Saint Giles is one of the most popular saints of the early medieval West, venerated throughout Europe and the patron of an enormous number of churches, hospitals, and charitable institutions from Scotland to southern France. Despite his extraordinary popularity, the historical details of his life are almost entirely obscured by legend, and what is preserved in his Acts belongs more to the world of pious tradition than to verifiable biography. What is certain is that he was a hermit who lived in the forests of Provence in southern France sometime in the seventh or early eighth century, that he attracted disciples who formed a monastic community around him, and that he died there in great holiness.

The legend of Giles is one of the most charming in hagiography. He is said to have been an Athenian by birth who came to France to live as a hermit. He settled in a cave in the forest near the mouth of the Rhône, where he lived for years sustained by the milk of a hind that God sent to nourish him. When a king of the Visigoths or the Franks was hunting in the forest, his hounds started the hind, which took refuge in Giles's cave. An arrow shot at the fleeing animal struck the hermit instead, who refused all medical treatment as an unnecessary distraction from prayer. The king, moved by the hermit's holiness, offered to build him a monastery, which Giles accepted reluctantly and governed until his death.

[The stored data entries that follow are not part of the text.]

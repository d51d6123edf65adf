use crate::error::{AppError, AppResult};
use crate::models::difficulty::{lookup_budget, STANDARD_TIERS};

/// 程序配置
#[derive(Clone, Debug)]
pub struct Config {
    /// 话题目录（TOML 文件）
    pub catalog_path: String,
    /// 要挑战的话题
    pub topic_id: String,
    /// 是否以捣蛋模式开局
    pub troll_mode: bool,
    /// 测试模式：所有作答都算对
    pub test_mode: bool,
    /// 进度文件（JSON）
    pub progress_file: String,
    /// 倒计时步长（毫秒）
    pub tick_ms: u64,
    /// 热身题数
    pub warmup_count: u32,
    /// 获胜分数
    pub winning_score: u32,
    /// 捣蛋模式"超快作答"阈值（毫秒）
    pub troll_threshold_ms: u64,
    /// 捣蛋模式固定限时（毫秒）
    pub troll_budget_ms: u64,
    /// 随机种子，不设置则使用系统熵
    pub rng_seed: Option<u64>,
    /// 是否显示详细日志
    pub verbose_logging: bool,
}

impl Default for Config {
    fn default() -> Self {
        Self {
            catalog_path: "data/catalog.toml".to_string(),
            topic_id: "timed-subtraction-challenge".to_string(),
            troll_mode: false,
            test_mode: false,
            progress_file: "progress.json".to_string(),
            tick_ms: 10,
            warmup_count: 20,
            winning_score: 70,
            troll_threshold_ms: 500,
            troll_budget_ms: 2_000,
            rng_seed: None,
            verbose_logging: false,
        }
    }
}

impl Config {
    pub fn from_env() -> Self {
        let default = Self::default();
        Self {
            catalog_path: std::env::var("CATALOG_PATH").unwrap_or(default.catalog_path),
            topic_id: std::env::var("TOPIC_ID").unwrap_or(default.topic_id),
            troll_mode: std::env::var("TROLL_MODE").ok().and_then(|v| v.parse().ok()).unwrap_or(default.troll_mode),
            test_mode: std::env::var("TEST_MODE").ok().and_then(|v| v.parse().ok()).unwrap_or(default.test_mode),
            progress_file: std::env::var("PROGRESS_FILE").unwrap_or(default.progress_file),
            tick_ms: std::env::var("TICK_MS").ok().and_then(|v| v.parse().ok()).unwrap_or(default.tick_ms),
            warmup_count: std::env::var("WARMUP_COUNT").ok().and_then(|v| v.parse().ok()).unwrap_or(default.warmup_count),
            winning_score: std::env::var("WINNING_SCORE").ok().and_then(|v| v.parse().ok()).unwrap_or(default.winning_score),
            troll_threshold_ms: std::env::var("TROLL_THRESHOLD_MS").ok().and_then(|v| v.parse().ok()).unwrap_or(default.troll_threshold_ms),
            troll_budget_ms: std::env::var("TROLL_BUDGET_MS").ok().and_then(|v| v.parse().ok()).unwrap_or(default.troll_budget_ms),
            rng_seed: std::env::var("RNG_SEED").ok().and_then(|v| v.parse().ok()),
            verbose_logging: std::env::var("VERBOSE_LOGGING").ok().and_then(|v| v.parse().ok()).unwrap_or(default.verbose_logging),
        }
    }

    /// 检查会让状态机失去意义的取值
    pub fn validate(&self) -> AppResult<()> {
        if self.tick_ms == 0 {
            return Err(AppError::invalid_config("tick_ms", self.tick_ms));
        }
        if self.warmup_count == 0 {
            return Err(AppError::invalid_config("warmup_count", self.warmup_count));
        }
        if self.winning_score == 0 {
            return Err(AppError::invalid_config("winning_score", self.winning_score));
        }
        if self.troll_budget_ms == 0 {
            return Err(AppError::invalid_config("troll_budget_ms", self.troll_budget_ms));
        }
        Ok(())
    }

    /// 提取玩法常量
    pub fn rules(&self) -> ChallengeRules {
        ChallengeRules {
            warmup_count: self.warmup_count,
            winning_score: self.winning_score,
            troll_threshold_ms: self.troll_threshold_ms,
            troll_budget_ms: self.troll_budget_ms,
            tick_ms: self.tick_ms,
            ..ChallengeRules::default()
        }
    }
}

/// 玩法常量
#[derive(Clone, Copy, Debug, PartialEq, Eq)]
pub struct ChallengeRules {
    pub warmup_count: u32,
    pub winning_score: u32,
    pub troll_threshold_ms: u64,
    pub troll_budget_ms: u64,
    pub tick_ms: u64,
    /// 除法热身每个阶段的题数
    pub division_phase_length: u8,
    /// 除法进入计时阶段时的初始限时
    pub division_initial_budget_ms: u64,
}

impl Default for ChallengeRules {
    fn default() -> Self {
        Self {
            warmup_count: 20,
            winning_score: 70,
            troll_threshold_ms: 500,
            troll_budget_ms: 2_000,
            tick_ms: 10,
            division_phase_length: 10,
            division_initial_budget_ms: 30_000,
        }
    }
}

impl ChallengeRules {
    /// 开局前展示用的默认限时
    pub fn idle_budget_ms(&self) -> u64 {
        lookup_budget(&STANDARD_TIERS, 0)
    }
}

He is the patron of cripples, beggars, and the disabled, partly because of his own wound and partly because his shrines became places of healing for the lame and infirm. The great abbey of Saint-Gilles-du-Gard in Provence, built near the site of his hermitage, became one of the principal stopping points on the pilgrimage road to Santiago de Compostela and a major centre of pilgrimage in its own right. His feast is celebrated on September 1st.